The argument for HFCS:

o Studies on HFCS and sucrose show no differences in the effects of the sweeteners on insulin, leptin or ghrelin even when they are taken at doses much higher than average.

o HFCS has similar composition to sucrose hence similar metabolic effects. Sucrose has not been shown to raise triglyceride levels when taken in the amounts found in a typical diet.

o There has been no direct link found between HFCS and obesity. The opponents of HFCS are probably basing their opposition to HCFS because of the rising incidence of obesity the last 25 years in the US coincided with the introduction of HFCs around that time. However, many other factors have changed in the US over the last 25 years – people are leading a more sedentary lifestyle, eating out more often and have increased serving sizes. HFCS is not commonly used in other parts of the world and yet the incidences of rising obesity in these countries are the same as in the US.

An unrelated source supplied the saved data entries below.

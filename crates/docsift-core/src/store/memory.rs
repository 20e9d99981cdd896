//! In-memory [`ResultStore`] implementation for testing and single-process use.
//!
//! Uses `HashMap`s behind `std::sync::RwLock`. Uniqueness on `doc_id` is
//! checked and applied under one write lock, so concurrent saves of the
//! same document resolve to exactly one winner and [`StoreError::Conflict`]
//! for the rest.

use std::collections::HashMap;
use std::sync::{RwLock, RwLockReadGuard, RwLockWriteGuard};

use async_trait::async_trait;

use crate::error::StoreError;
use crate::models::{AnalysisResult, CorpusDocument};

use super::{blob_ref, ResultStore};

/// In-memory store.
pub struct InMemoryStore {
    results: RwLock<HashMap<String, AnalysisResult>>,
    corpus: RwLock<HashMap<String, CorpusDocument>>,
    blobs: RwLock<HashMap<String, Vec<u8>>>,
}

impl InMemoryStore {
    pub fn new() -> Self {
        Self {
            results: RwLock::new(HashMap::new()),
            corpus: RwLock::new(HashMap::new()),
            blobs: RwLock::new(HashMap::new()),
        }
    }

    /// Build a store whose corpus is pre-populated with `docs`.
    pub fn with_corpus(docs: impl IntoIterator<Item = CorpusDocument>) -> Self {
        let store = Self::new();
        {
            let mut corpus = write(&store.corpus);
            for doc in docs {
                corpus.insert(doc.doc_id.clone(), doc);
            }
        }
        store
    }

    /// Number of persisted analysis results.
    pub fn result_count(&self) -> usize {
        read(&self.results).len()
    }

    /// Number of stored blobs.
    pub fn blob_count(&self) -> usize {
        read(&self.blobs).len()
    }
}

impl Default for InMemoryStore {
    fn default() -> Self {
        Self::new()
    }
}

// No write leaves a map half-updated, so poisoning is ignored.
fn read<T>(lock: &RwLock<T>) -> RwLockReadGuard<'_, T> {
    lock.read().unwrap_or_else(|e| e.into_inner())
}

fn write<T>(lock: &RwLock<T>) -> RwLockWriteGuard<'_, T> {
    lock.write().unwrap_or_else(|e| e.into_inner())
}

#[async_trait]
impl ResultStore for InMemoryStore {
    async fn get_by_doc_id(&self, doc_id: &str) -> Result<Option<AnalysisResult>, StoreError> {
        Ok(read(&self.results).get(doc_id).cloned())
    }

    async fn save(&self, result: &AnalysisResult) -> Result<(), StoreError> {
        let mut results = write(&self.results);
        if results.contains_key(&result.doc_id) {
            return Err(StoreError::Conflict {
                doc_id: result.doc_id.clone(),
            });
        }
        results.insert(result.doc_id.clone(), result.clone());
        Ok(())
    }

    async fn corpus_except(&self, doc_id: &str) -> Result<Vec<CorpusDocument>, StoreError> {
        Ok(read(&self.corpus)
            .values()
            .filter(|doc| doc.doc_id != doc_id)
            .cloned()
            .collect())
    }

    async fn index_document(&self, doc: &CorpusDocument) -> Result<(), StoreError> {
        write(&self.corpus).insert(doc.doc_id.clone(), doc.clone());
        Ok(())
    }

    async fn save_blob(&self, bytes: &[u8]) -> Result<String, StoreError> {
        let key = blob_ref(bytes);
        write(&self.blobs)
            .entry(key.clone())
            .or_insert_with(|| bytes.to_vec());
        Ok(key)
    }

    async fn get_blob(&self, blob_ref: &str) -> Result<Vec<u8>, StoreError> {
        read(&self.blobs)
            .get(blob_ref)
            .cloned()
            .ok_or_else(|| StoreError::NotFound(blob_ref.to_string()))
    }
}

o The imbalance between energy intake and expenditure is the underlying cause to the rising incidence of obesity and should not be blamed on HFCS.

The useful health tips here offer you some insight into this controversial issue for you to make an informed decision. While more studies are needed, there is no scientific basis to suggest HFCS is bad for your health.

P.S. Useful Health Tips maintain that it does not mean you should consume unlimited amounts of HFCS or any types of sugars. As with everything else, the key is in moderation.